Two lines in the listing below mark the span: one contains "filename crates/http-tunnel/src/main.rs" and one contains "let terminate = async". Reproduce both of them and everything between, exactly.

**EXERCISE DATA**.
*-*-*
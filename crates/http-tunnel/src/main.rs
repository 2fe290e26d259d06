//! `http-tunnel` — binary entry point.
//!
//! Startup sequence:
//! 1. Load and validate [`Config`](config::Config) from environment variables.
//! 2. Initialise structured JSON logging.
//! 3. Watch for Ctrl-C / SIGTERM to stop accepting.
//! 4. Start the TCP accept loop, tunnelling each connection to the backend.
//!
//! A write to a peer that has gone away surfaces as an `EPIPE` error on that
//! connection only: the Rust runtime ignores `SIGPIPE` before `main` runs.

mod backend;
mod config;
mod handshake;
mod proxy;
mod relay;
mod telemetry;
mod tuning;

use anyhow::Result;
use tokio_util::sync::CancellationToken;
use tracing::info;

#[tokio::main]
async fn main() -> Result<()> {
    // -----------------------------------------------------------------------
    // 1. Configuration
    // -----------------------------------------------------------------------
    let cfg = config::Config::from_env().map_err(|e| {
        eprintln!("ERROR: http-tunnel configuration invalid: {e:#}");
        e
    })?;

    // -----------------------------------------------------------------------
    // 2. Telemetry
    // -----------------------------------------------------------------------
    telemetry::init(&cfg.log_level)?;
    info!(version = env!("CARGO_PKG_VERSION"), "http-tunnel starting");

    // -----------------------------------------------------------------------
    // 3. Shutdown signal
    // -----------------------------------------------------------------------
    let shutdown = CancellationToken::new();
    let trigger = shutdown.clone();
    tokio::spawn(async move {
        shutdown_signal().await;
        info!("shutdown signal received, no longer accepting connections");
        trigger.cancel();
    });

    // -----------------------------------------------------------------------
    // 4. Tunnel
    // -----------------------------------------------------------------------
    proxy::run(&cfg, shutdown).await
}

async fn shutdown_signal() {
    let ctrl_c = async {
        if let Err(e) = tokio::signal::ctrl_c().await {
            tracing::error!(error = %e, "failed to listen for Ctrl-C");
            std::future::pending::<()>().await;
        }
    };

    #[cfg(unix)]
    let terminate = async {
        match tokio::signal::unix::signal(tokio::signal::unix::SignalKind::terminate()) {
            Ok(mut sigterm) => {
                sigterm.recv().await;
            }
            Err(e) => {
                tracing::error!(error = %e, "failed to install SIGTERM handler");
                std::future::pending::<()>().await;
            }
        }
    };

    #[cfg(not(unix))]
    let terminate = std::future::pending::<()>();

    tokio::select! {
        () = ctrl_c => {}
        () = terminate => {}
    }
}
*-*-*
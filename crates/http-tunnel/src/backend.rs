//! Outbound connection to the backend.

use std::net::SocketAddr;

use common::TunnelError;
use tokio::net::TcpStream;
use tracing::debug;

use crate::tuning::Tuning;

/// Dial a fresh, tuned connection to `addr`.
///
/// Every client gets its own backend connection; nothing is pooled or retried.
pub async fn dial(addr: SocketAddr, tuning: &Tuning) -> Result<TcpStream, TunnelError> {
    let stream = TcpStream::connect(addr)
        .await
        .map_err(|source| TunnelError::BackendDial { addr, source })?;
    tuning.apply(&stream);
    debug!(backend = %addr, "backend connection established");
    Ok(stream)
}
*-*-*
**EXERCISE RESULT**.
filename crates/http-tunnel/src/main.rs
repository 2fe290e26d259d06
//! `http-tunnel` — binary entry point.
//!
//! Startup sequence:
//! 1. Load and validate [`Config`](config::Config) from environment variables.
//! 2. Initialise structured JSON logging.
//! 3. Watch for Ctrl-C / SIGTERM to stop accepting.
//! 4. Start the TCP accept loop, tunnelling each connection to the backend.
//!
//! A write to a peer that has gone away surfaces as an `EPIPE` error on that
//! connection only: the Rust runtime ignores `SIGPIPE` before `main` runs.

mod backend;
mod config;
mod handshake;
mod proxy;
mod relay;
mod telemetry;
mod tuning;

use anyhow::Result;
use tokio_util::sync::CancellationToken;
use tracing::info;

#[tokio::main]
async fn main() -> Result<()> {
    // -----------------------------------------------------------------------
    // 1. Configuration
    // -----------------------------------------------------------------------
    let cfg = config::Config::from_env().map_err(|e| {
        eprintln!("ERROR: http-tunnel configuration invalid: {e:#}");
        e
    })?;

    // -----------------------------------------------------------------------
    // 2. Telemetry
    // -----------------------------------------------------------------------
    telemetry::init(&cfg.log_level)?;
    info!(version = env!("CARGO_PKG_VERSION"), "http-tunnel starting");

    // -----------------------------------------------------------------------
    // 3. Shutdown signal
    // -----------------------------------------------------------------------
    let shutdown = CancellationToken::new();
    let trigger = shutdown.clone();
    tokio::spawn(async move {
        shutdown_signal().await;
        info!("shutdown signal received, no longer accepting connections");
        trigger.cancel();
    });

    // -----------------------------------------------------------------------
    // 4. Tunnel
    // -----------------------------------------------------------------------
    proxy::run(&cfg, shutdown).await
}

async fn shutdown_signal() {
    let ctrl_c = async {
        if let Err(e) = tokio::signal::ctrl_c().await {
            tracing::error!(error = %e, "failed to listen for Ctrl-C");
            std::future::pending::<()>().await;
        }
    };

    #[cfg(unix)]
    let terminate = async {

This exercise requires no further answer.